Work to be completed -> Scan the entries that follow for the word "writing", then report every line in which it appears.

Records provided ->
——————————

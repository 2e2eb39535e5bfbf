use axum::{
    extract::{Path, Query, State},
    Json,
};

use crate::config::AppState;
use crate::dto::{CreateBarberRequest, StatusQuery, UpdateBarberRequest};
use crate::interceptors::{ApiSuccess, AppError};
use crate::models::Barber;

pub async fn list_barbers(
    State(state): State<AppState>,
) -> Result<ApiSuccess<Vec<Barber>>, AppError> {
    let barbers = state.barbers.list_all().await?;

    Ok(ApiSuccess::new("Barbers retrieved successfully", barbers))
}

pub async fn list_available_barbers(
    State(state): State<AppState>,
) -> Result<ApiSuccess<Vec<Barber>>, AppError> {
    let barbers = state.barbers.list_available().await?;

    Ok(ApiSuccess::new("Available barbers retrieved successfully", barbers))
}

pub async fn create_barber(
    State(state): State<AppState>,
    Json(request): Json<CreateBarberRequest>,
) -> Result<ApiSuccess<Barber>, AppError> {
    let barber = state.barbers.create(request).await?;

    Ok(ApiSuccess::created("Barber created successfully", barber))
}

pub async fn get_barber(
    State(state): State<AppState>,
    Path(id): Path<String>,
) -> Result<ApiSuccess<Barber>, AppError> {
    let barber = state.barbers.get(&id).await?;

    Ok(ApiSuccess::new("Barber retrieved successfully", barber))
}

pub async fn update_barber(
    State(state): State<AppState>,
    Path(id): Path<String>,
    Json(request): Json<UpdateBarberRequest>,
) -> Result<ApiSuccess<Barber>, AppError> {
    let barber = state.barbers.update(&id, request).await?;

    Ok(ApiSuccess::new("Barber updated successfully", barber))
}

pub async fn delete_barber(
    State(state): State<AppState>,
    Path(id): Path<String>,
) -> Result<ApiSuccess<()>, AppError> {
    state.barbers.delete(&id).await?;

    Ok(ApiSuccess::<()>::new_without_data("Barber deleted successfully"))
}

pub async fn update_barber_status(
    State(state): State<AppState>,
    Path(id): Path<String>,
    Query(query): Query<StatusQuery>,
) -> Result<ApiSuccess<Barber>, AppError> {
    let barber = state.barbers.set_status(&id, query.status).await?;

    Ok(ApiSuccess::new("Barber status updated successfully", barber))
}

/// Free a barber's chair without touching the queue entry
pub async fn finish_service(
    State(state): State<AppState>,
    Path(id): Path<String>,
) -> Result<ApiSuccess<Barber>, AppError> {
    let barber = state.barbers.release(&id).await?;

    Ok(ApiSuccess::new("Barber is available", barber))
}
impl QueueManager {
    pub fn new(store: ShopStore, barbers: ResourcePool) -> Self {
        Self { store, barbers }
    }

    /// Add a customer to the back of the line
    pub async fn enqueue(&self, request: EnqueueRequest) -> AppResult<QueueEntry> {
        validate_request(&request)?;
        require_non_blank("customer_name", &request.customer_name)?;
        require_non_blank("service_type", &request.service_type)?;

        let _guard = self.store.lock().await;
        let waiting = self.store.entries().count_by_status(QueueStatus::Waiting).await?;

        let entry = QueueEntry::new(
            request.customer_name.trim().to_string(),
            request.service_type.trim().to_string(),
            position_from(waiting + 1)?,
        );
        self.store.entries().insert(&entry).await?;

        tracing::info!(
            "Customer {} joined the queue at position {} (entry {})",
            entry.customer_name,
            waiting + 1,
            entry.id
        );
        Ok(entry)
    }

    pub async fn get(&self, id: &str) -> AppResult<QueueEntry> {
        let guard = self.store.lock().await;
        self.find_locked(&guard, id).await
    }

    async fn find_locked(&self, _guard: &StoreGuard<'_>, id: &str) -> AppResult<QueueEntry> {
        self.store
            .entries()
            .find_by_id(id)
            .await?
            .ok_or_else(|| AppError::NotFound(format!("Queue entry {} not found", id)))
    }

    /// Waiting customers in line order, each with its wait estimate
    pub async fn list_waiting(&self) -> AppResult<Vec<QueueEntryResponse>> {
        let guard = self.store.lock().await;
        let waiting = self.store.entries().find_by_status(QueueStatus::Waiting).await?;
        let headcount = self.barbers.headcount_locked(&guard).await?;

        Ok(waiting
            .into_iter()
            .map(|entry| {
                let estimate = entry.position.map(|p| estimate_wait_minutes(p, headcount));
                QueueEntryResponse {
                    entry,
                    estimated_wait_minutes: estimate,
                }
            })
            .collect())
    }

    /// Delete an entry whatever its status, then close the gap in the line.
    ///
    /// Returns `None` when the id is unknown. Removing an entry that is in
    /// service frees its barber if the barber still points at it. On failure
    /// the entry, the line and the barber are put back as they were.
    pub async fn remove(&self, id: &str) -> AppResult<Option<QueueEntry>> {
        let guard = self.store.lock().await;

        let Some(entry) = self.store.entries().find_by_id(id).await? else {
            tracing::debug!("Queue entry {} already gone", id);
            return Ok(None);
        };
        let waiting = self.store.entries().find_by_status(QueueStatus::Waiting).await?;

        let serving_barber = match (entry.status, entry.barber_id.as_deref()) {
            (QueueStatus::InProgress, Some(barber_id)) => {
                if self.release_for_entry(&guard, barber_id, &entry.id).await? {
                    Some(barber_id)
                } else {
                    None
                }
            }
            _ => None,
        };

        let result = async {
            self.store.entries().delete(&entry.id).await?;
            self.renumber_locked(&guard, &without(&waiting, &entry.id)).await
        }
        .await;

        if let Err(e) = result {
            self.restore_removed(&guard, &entry).await;
            self.restore_entries(&guard, &waiting).await;
            if let Some(barber_id) = serving_barber {
                self.restore_reservation(&guard, barber_id, &entry.id).await;
            }
            return Err(e);
        }

        tracing::info!("Queue entry {} removed", entry.id);
        Ok(Some(entry))
    }

    /// Claim the first waiting customer for `barber_id`
    pub async fn call_next(&self, barber_id: &str) -> AppResult<QueueEntry> {
        let guard = self.store.lock().await;

        let waiting = self.store.entries().find_by_status(QueueStatus::Waiting).await?;
        let Some(first) = waiting.first() else {
            return Err(AppError::EmptyQueue);
        };

        // Fails without writing anything if the barber is unknown or busy.
        self.barbers.reserve_locked(&guard, barber_id, &first.id).await?;

        let mut claimed = first.clone();
        claimed.mark_in_progress(barber_id);

        let result = async {
            self.store.entries().update(&claimed).await?;
            self.renumber_locked(&guard, &waiting[1..]).await
        }
        .await;

        if let Err(e) = result {
            self.restore_entries(&guard, &waiting).await;
            self.undo_reservation(&guard, barber_id, &claimed.id).await;
            return Err(e);
        }

        tracing::info!(
            "Barber {} called {} (entry {})",
            barber_id,
            claimed.customer_name,
            claimed.id
        );
        Ok(claimed)
    }

    /// Mark an entry done and free its barber
    pub async fn complete(&self, id: &str) -> AppResult<QueueEntry> {
        let guard = self.store.lock().await;

        let previous = self.find_locked(&guard, id).await?;
        if previous.status == QueueStatus::Done {
            return Ok(previous);
        }
        let waiting = if previous.is_waiting() {
            self.store.entries().find_by_status(QueueStatus::Waiting).await?
        } else {
            Vec::new()
        };

        let mut entry = previous.clone();
        entry.mark_done();
        self.store.entries().update(&entry).await?;

        let released_barber = match entry.barber_id.as_deref() {
            Some(barber_id) => match self.release_for_entry(&guard, barber_id, &entry.id).await {
                Ok(true) => Some(barber_id),
                Ok(false) => None,
                Err(e) => {
                    self.restore_entries(&guard, std::slice::from_ref(&previous)).await;
                    return Err(e);
                }
            },
            None => None,
        };

        if let Err(e) = self.renumber_locked(&guard, &without(&waiting, &entry.id)).await {
            self.restore_entries(&guard, &waiting).await;
            self.restore_entries(&guard, std::slice::from_ref(&previous)).await;
            if let Some(barber_id) = released_barber {
                self.restore_reservation(&guard, barber_id, &entry.id).await;
            }
            return Err(e);
        }

        tracing::info!("Service completed for entry {}", entry.id);
        Ok(entry)
    }

    /// Number of waiting customers
    pub async fn queue_size(&self) -> AppResult<u64> {
        let _guard = self.store.lock().await;
        self.store.entries().count_by_status(QueueStatus::Waiting).await
    }

    /// Heuristic wait in minutes for a 1-based position, see [`estimate_wait_minutes`]
    pub async fn estimate_wait(&self, position: u32) -> AppResult<u32> {
        if position == 0 {
            return Err(AppError::ValidationError("position must be at least 1".to_string()));
        }

        let guard = self.store.lock().await;
        let headcount = self.barbers.headcount_locked(&guard).await?;
        Ok(estimate_wait_minutes(position, headcount))
    }

    /// Queue size and the wait a newly joining customer would face
    pub async fn stats(&self) -> AppResult<QueueStatsResponse> {
        let guard = self.store.lock().await;
        let queue_size = self.store.entries().count_by_status(QueueStatus::Waiting).await?;
        let headcount = self.barbers.headcount_locked(&guard).await?;

        Ok(QueueStatsResponse {
            queue_size,
            estimated_wait_time: estimate_wait_minutes(position_from(queue_size + 1)?, headcount),
        })
    }

    /// Release a barber after its entry left service. Returns whether the
    /// barber was actually freed. A barber that has since been deleted is
    /// only logged.
    async fn release_for_entry(
        &self,
        guard: &StoreGuard<'_>,
        barber_id: &str,
        entry_id: &str,
    ) -> AppResult<bool> {
        match self.barbers.release_locked(guard, barber_id, Some(entry_id)).await {
            Ok((_, freed)) => Ok(freed),
            Err(AppError::NotFound(_)) => {
                tracing::warn!("Entry {} references missing barber {}", entry_id, barber_id);
                Ok(false)
            }
            Err(e) => Err(e),
        }
    }

    /// Give positions 1..N to `line`, which must already be in line order
    async fn renumber_locked(&self, _guard: &StoreGuard<'_>, line: &[QueueEntry]) -> AppResult<()> {
        for (index, entry) in line.iter().enumerate() {
            let position = position_from(index as u64 + 1)?;
            if entry.position != Some(position) {
                let mut moved = entry.clone();
                moved.position = Some(position);
                self.store.entries().update(&moved).await?;
            }
        }
        Ok(())
    }

    /// Write entries back to an earlier snapshot. Failures are logged and skipped.
    async fn restore_entries(&self, _guard: &StoreGuard<'_>, snapshot: &[QueueEntry]) {
        for entry in snapshot {
            if let Err(e) = self.store.entries().update(entry).await {
                tracing::error!("Failed to restore queue entry {}: {}", entry.id, e);
            }
        }
    }

    /// Put back an entry whose deletion has to be undone
    async fn restore_removed(&self, _guard: &StoreGuard<'_>, entry: &QueueEntry) {
        let restored = match self.store.entries().find_by_id(&entry.id).await {
            Ok(Some(_)) => self.store.entries().update(entry).await,
            Ok(None) => self.store.entries().insert(entry).await,
            Err(e) => Err(e),
        };
        if let Err(e) = restored {
            tracing::error!("Failed to restore removed queue entry {}: {}", entry.id, e);
        }
    }

    /// Hand a released barber back to the entry it was serving
    async fn restore_reservation(&self, guard: &StoreGuard<'_>, barber_id: &str, entry_id: &str) {
        if let Err(e) = self.barbers.reserve_locked(guard, barber_id, entry_id).await {
            tracing::error!("Failed to give barber {} back to entry {}: {}", barber_id, entry_id, e);
        }
    }

    /// Free a barber reserved by a claim that did not go through
    async fn undo_reservation(&self, guard: &StoreGuard<'_>, barber_id: &str, entry_id: &str) {
        if let Err(e) = self.barbers.release_locked(guard, barber_id, Some(entry_id)).await {
            tracing::error!("Failed to release barber {} after failed claim: {}", barber_id, e);
        }
    }
}
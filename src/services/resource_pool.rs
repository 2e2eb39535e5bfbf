use crate::dto::{CreateBarberRequest, UpdateBarberRequest};
use crate::interceptors::{AppError, AppResult};
use crate::models::{Barber, BarberStatus};
use crate::store::{ShopStore, StoreGuard};
use crate::utils::{require_non_blank, validate_request};

/// Barber headcount at a single instant
#[derive(Debug, Clone, Copy, PartialEq, Eq)]
pub struct Headcount {
    pub total: u64,
    pub available: u64,
}

/// Owns barbers and their availability. Never calls back into the queue.
#[derive(Clone)]
pub struct ResourcePool {
    store: ShopStore,
}

impl ResourcePool {
    pub fn new(store: ShopStore) -> Self {
        Self { store }
    }

    /// Add a barber; new barbers always start available
    pub async fn create(&self, request: CreateBarberRequest) -> AppResult<Barber> {
        validate_request(&request)?;
        require_non_blank("name", &request.name)?;

        let barber = Barber::new(request.name.trim().to_string(), request.phone, request.chair_no);

        let _guard = self.store.lock().await;
        self.store.barbers().insert(&barber).await?;

        tracing::info!("Barber {} created at chair {}", barber.id, barber.chair_no);
        Ok(barber)
    }

    pub async fn get(&self, id: &str) -> AppResult<Barber> {
        self.store
            .barbers()
            .find_by_id(id)
            .await?
            .ok_or_else(|| AppError::NotFound(format!("Barber {} not found", id)))
    }

    pub async fn list_all(&self) -> AppResult<Vec<Barber>> {
        self.store.barbers().find_all().await
    }

    pub async fn list_available(&self) -> AppResult<Vec<Barber>> {
        self.store.barbers().find_by_status(BarberStatus::Available).await
    }

    /// Partial update. Status and current entry change only when supplied.
    ///
    /// A current entry may only be set together with `busy`, and `available`
    /// always clears it, so a barber is busy exactly when it serves someone.
    pub async fn update(&self, id: &str, request: UpdateBarberRequest) -> AppResult<Barber> {
        validate_request(&request)?;
        if let Some(name) = &request.name {
            require_non_blank("name", name)?;
        }
        if request.current_entry_id.is_some() && request.status != Some(BarberStatus::Busy) {
            return Err(AppError::ValidationError(
                "currentEntryId can only be set together with status busy".to_string(),
            ));
        }

        let _guard = self.store.lock().await;
        let mut barber = self.get(id).await?;

        if let Some(name) = request.name {
            barber.name = name.trim().to_string();
        }
        if let Some(phone) = request.phone {
            barber.phone = Some(phone);
        }
        if let Some(chair_no) = request.chair_no {
            barber.chair_no = chair_no;
        }
        match request.status {
            Some(BarberStatus::Available) => barber.free(),
            Some(BarberStatus::Busy) => barber.status = BarberStatus::Busy,
            None => {}
        }
        if let Some(entry_id) = request.current_entry_id {
            barber.current_entry_id = Some(entry_id);
        }

        self.store.barbers().update(&barber).await?;
        Ok(barber)
    }

    /// Remove a barber. Queue entries that still reference it are left as they are.
    pub async fn delete(&self, id: &str) -> AppResult<()> {
        let _guard = self.store.lock().await;

        if let Some(barber) = self.store.barbers().find_by_id(id).await? {
            if let Some(entry_id) = &barber.current_entry_id {
                tracing::warn!(
                    "Deleting barber {} while entry {} is still assigned to it",
                    barber.id,
                    entry_id
                );
            }
        }

        if !self.store.barbers().delete(id).await? {
            return Err(AppError::NotFound(format!("Barber {} not found", id)));
        }

        tracing::info!("Barber {} deleted", id);
        Ok(())
    }

    /// Manual status override. Setting available also clears the current entry.
    pub async fn set_status(&self, id: &str, status: BarberStatus) -> AppResult<Barber> {
        let _guard = self.store.lock().await;
        let mut barber = self.get(id).await?;

        match status {
            BarberStatus::Available => barber.free(),
            BarberStatus::Busy => barber.status = BarberStatus::Busy,
        }

        self.store.barbers().update(&barber).await?;
        tracing::info!("Barber {} status set to {}", barber.id, barber.status);
        Ok(barber)
    }

    /// Mark a barber busy with the given entry
    pub async fn reserve(&self, id: &str, entry_id: &str) -> AppResult<Barber> {
        let guard = self.store.lock().await;
        self.reserve_locked(&guard, id, entry_id).await
    }

    /// Free a barber. Releasing an available barber is a no-op.
    pub async fn release(&self, id: &str) -> AppResult<Barber> {
        let guard = self.store.lock().await;
        self.release_locked(&guard, id, None).await.map(|(barber, _)| barber)
    }

    pub(crate) async fn reserve_locked(
        &self,
        _guard: &StoreGuard<'_>,
        id: &str,
        entry_id: &str,
    ) -> AppResult<Barber> {
        let mut barber = self
            .store
            .barbers()
            .find_by_id(id)
            .await?
            .ok_or_else(|| AppError::ResourceUnavailable(format!("Barber {} does not exist", id)))?;

        if !barber.is_available() {
            return Err(AppError::ResourceUnavailable(format!("Barber {} is busy", id)));
        }

        barber.assign(entry_id);
        self.store.barbers().update(&barber).await?;

        tracing::debug!("Barber {} reserved for entry {}", barber.id, entry_id);
        Ok(barber)
    }

    /// Free a barber. With `for_entry` set, a barber already serving some
    /// other entry is left alone. The flag is true only when this call
    /// changed the barber.
    pub(crate) async fn release_locked(
        &self,
        _guard: &StoreGuard<'_>,
        id: &str,
        for_entry: Option<&str>,
    ) -> AppResult<(Barber, bool)> {
        let mut barber = self.get(id).await?;

        if let (Some(expected), Some(current)) = (for_entry, barber.current_entry_id.as_deref()) {
            if expected != current {
                tracing::warn!(
                    "Barber {} is serving entry {}, not {}; leaving it busy",
                    barber.id,
                    current,
                    expected
                );
                return Ok((barber, false));
            }
        }

        if barber.is_available() && barber.current_entry_id.is_none() {
            return Ok((barber, false));
        }

        barber.free();
        self.store.barbers().update(&barber).await?;

        tracing::debug!("Barber {} released", barber.id);
        Ok((barber, true))
    }

    pub(crate) async fn headcount_locked(&self, _guard: &StoreGuard<'_>) -> AppResult<Headcount> {
        let barbers = self.store.barbers();
        Ok(Headcount {
            total: barbers.count_all().await?,
            available: barbers.count_by_status(BarberStatus::Available).await?,
        })
    }
}
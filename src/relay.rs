//! Relay stage between the watcher and the console.
//!
//! Two tasks cooperate through a pair of zero-capacity hand-off queues:
//!
//! - [`run_receiver`] moves events and errors from the watcher's streams onto
//!   the queues without looking at them.
//! - [`run_handler`] takes them off the queues, prints one line per event and
//!   logs errors.
//!
//! A send on a hand-off queue completes only once the handler has taken the
//! item, so a slow handler stalls the receiver, which in turn stalls the
//! watcher's backend thread. Nothing is buffered or dropped on the way.

use crate::error::{Result, WatchError};
use crate::event::FileSystemEvent;
use crate::watcher::WatchStreams;
use std::io::Write;
use tracing::{debug, error, info, trace};

/// Producer half of the hand-off queues, owned by the receiver task.
#[derive(Debug, Clone)]
pub struct HandOffSender {
    events: flume::Sender<FileSystemEvent>,
    errors: flume::Sender<WatchError>,
}

/// Consumer half of the hand-off queues, owned by the handler task.
#[derive(Debug, Clone)]
pub struct HandOffReceiver {
    events: flume::Receiver<FileSystemEvent>,
    errors: flume::Receiver<WatchError>,
}

/// Creates the two unbuffered hand-off queues, one for events and one for
/// errors.
pub fn hand_off() -> (HandOffSender, HandOffReceiver) {
    let (event_tx, event_rx) = flume::bounded(0);
    let (error_tx, error_rx) = flume::bounded(0);
    (
        HandOffSender {
            events: event_tx,
            errors: error_tx,
        },
        HandOffReceiver {
            events: event_rx,
            errors: error_rx,
        },
    )
}

/// Forwards whatever arrives first on either watcher stream onto the
/// matching hand-off queue.
///
/// Runs until both streams are closed or the handler has gone away. While
/// the watch handle is alive neither happens.
pub async fn run_receiver(mut streams: WatchStreams, out: HandOffSender) {
    loop {
        tokio::select! {
            Some(event) = streams.events.recv() => {
                trace!("Relaying event: {:?}", event);
                if out.events.send_async(event).await.is_err() {
                    debug!("Handler dropped the event queue. Receiver exiting.");
                    break;
                }
            }
            Some(err) = streams.errors.recv() => {
                trace!("Relaying error: {}", err);
                if out.errors.send_async(err).await.is_err() {
                    debug!("Handler dropped the error queue. Receiver exiting.");
                    break;
                }
            }
            else => {
                info!("Watcher streams closed. Receiver exiting.");
                break;
            }
        }
    }
}

/// Takes events and errors off the hand-off queues.
///
/// Each event with a reportable kind produces exactly one
/// `File <action>: <path>` line on `out`, flushed immediately. Errors are
/// logged and never stop the loop.
///
/// Returns the writer once both queues are closed.
///
/// # Errors
///
/// Returns [`WatchError::Output`] if writing to `out` fails.
pub async fn run_handler<W: Write>(input: HandOffReceiver, mut out: W) -> Result<W> {
    loop {
        tokio::select! {
            Ok(event) = input.events.recv_async() => {
                handle_event(&event, &mut out)?;
            }
            Ok(err) = input.errors.recv_async() => {
                error!("Error: {}", err);
            }
            else => {
                info!("Hand-off queues closed. Handler exiting.");
                break;
            }
        }
    }
    Ok(out)
}

fn handle_event<W: Write>(event: &FileSystemEvent, out: &mut W) -> Result<()> {
    match event.describe() {
        Some(line) => {
            writeln!(out, "{}", line)?;
            out.flush()?;
        }
        None => trace!("No reportable kind in {:?}", event),
    }
    Ok(())
}

#[cfg(test)]
mod tests {
    use super::*;
    use crate::event::Op;
    use std::time::Duration;
    use tokio::time::timeout;

    #[tokio::test]
    async fn send_waits_for_the_handler() {
        let (tx, rx) = hand_off();
        let event = FileSystemEvent::new("a", Op::CREATE);

        // Nobody is receiving, so the hand-off cannot complete.
        let blocked = timeout(
            Duration::from_millis(100),
            tx.events.send_async(event.clone()),
        )
        .await;
        assert!(blocked.is_err());
        assert!(rx.events.is_empty());

        let (sent, received) = tokio::join!(tx.events.send_async(event), rx.events.recv_async());
        sent.unwrap();
        assert_eq!(received.unwrap().path, "a");
    }
}
// src/config.rs
use clap::Parser;
use figment::{
    providers::{Env, Format, Serialized, Toml},
    Figment,
};
use serde::{Deserialize, Serialize};
use std::path::PathBuf;

/// Directory watched when nothing else is configured.
pub const DEFAULT_DIR: &str = "./monitor";
/// Configuration file read when `--config` is not given.
pub const DEFAULT_CONFIG_FILE: &str = "dirwatch.toml";
/// Prefix of the environment variables that override the file config.
pub const ENV_PREFIX: &str = "DIRWATCH_";

/// Command-line arguments for the application.
#[derive(Parser, Debug, Deserialize, Default)]
#[clap(author, version, about, long_about = None)]
pub struct CliArgs {
    /// Directory to monitor (created if missing)
    #[clap(help = "Directory to monitor (created if missing, default \"./monitor\")")]
    pub dir: Option<PathBuf>,

    /// Path to a configuration file (e.g., dirwatch.toml)
    #[clap(
        short,
        long,
        value_parser,
        help = "Path to a configuration file (e.g., dirwatch.toml)"
    )]
    pub config: Option<PathBuf>,

    /// Log level (e.g., trace, debug, info, warn, error)
    #[clap(
        long,
        value_parser,
        help = "Log level (e.g., trace, debug, info, warn, error)"
    )]
    pub log_level: Option<String>,
}

/// Configuration loaded from file, environment, or defaults.
#[derive(Deserialize, Serialize, Debug, Default)]
pub struct FileConfig {
    /// Directory to watch
    pub dir: Option<String>,
    /// Log level
    pub log_level: Option<String>,
}

/// Final application configuration after merging all sources.
#[derive(Debug, Clone)]
pub struct AppConfig {
    /// Directory to monitor
    pub watch_dir: PathBuf,
    /// Log level
    pub log_level: String,
}

impl AppConfig {
    /// Loads the configuration from the process arguments, the config file,
    /// the environment, and defaults.
    pub fn load() -> Result<Self, figment::Error> {
        Self::from_args(CliArgs::parse())
    }

    /// Merges already-parsed CLI arguments over file, environment, and
    /// defaults. Precedence, highest first: CLI, `DIRWATCH_*` env, the
    /// `[dirwatch]` table of the config file, built-in defaults.
    pub fn from_args(cli_args: CliArgs) -> Result<Self, figment::Error> {
        let config_file_path = cli_args
            .config
            .clone()
            .unwrap_or_else(|| PathBuf::from(DEFAULT_CONFIG_FILE));

        let default_log_level =
            std::env::var("DIRWATCH_LOG_LEVEL").unwrap_or_else(|_| "info".to_string());

        let mut fig = Figment::new()
            .merge(Serialized::defaults(FileConfig {
                dir: Some(DEFAULT_DIR.to_string()),
                log_level: Some(default_log_level.clone()),
            }))
            .merge(Toml::file(config_file_path).nested())
            .merge(Env::prefixed(ENV_PREFIX).only(&["dir", "log_level"]).global());

        if let Some(dir) = &cli_args.dir {
            fig = fig.merge(Serialized::global("dir", dir.to_string_lossy().into_owned()));
        }
        if let Some(level) = &cli_args.log_level {
            fig = fig.merge(Serialized::global("log_level", level));
        }

        let merged: FileConfig = fig.select("dirwatch").extract()?;

        Ok(AppConfig {
            watch_dir: PathBuf::from(merged.dir.unwrap_or_else(|| DEFAULT_DIR.to_string())),
            log_level: merged.log_level.unwrap_or(default_log_level),
        })
    }
}
// src/lib.rs

#![doc = r#"
# dirwatch

dirwatch watches a single directory and prints one line per file system
change, e.g. `File created: ./monitor/a.txt`.

## Modules

- [`config`]: Configuration loading and merging from CLI, file, and environment.
- [`error`]: Error taxonomy for setup and steady-state failures.
- [`event`]: File event type, change flags, and classification.
- [`relay`]: Receiver and handler tasks connected by hand-off queues.
- [`watcher`]: Directory setup and the file system notification handle.
"#]

pub mod config;
pub mod error;
pub mod event;
pub mod relay;
pub mod watcher;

——————————

Solution to the exercise ->
        // Fails without writing anything if the barber is unknown or busy.
/// Returns [`WatchError::Output`] if writing to `out` fails.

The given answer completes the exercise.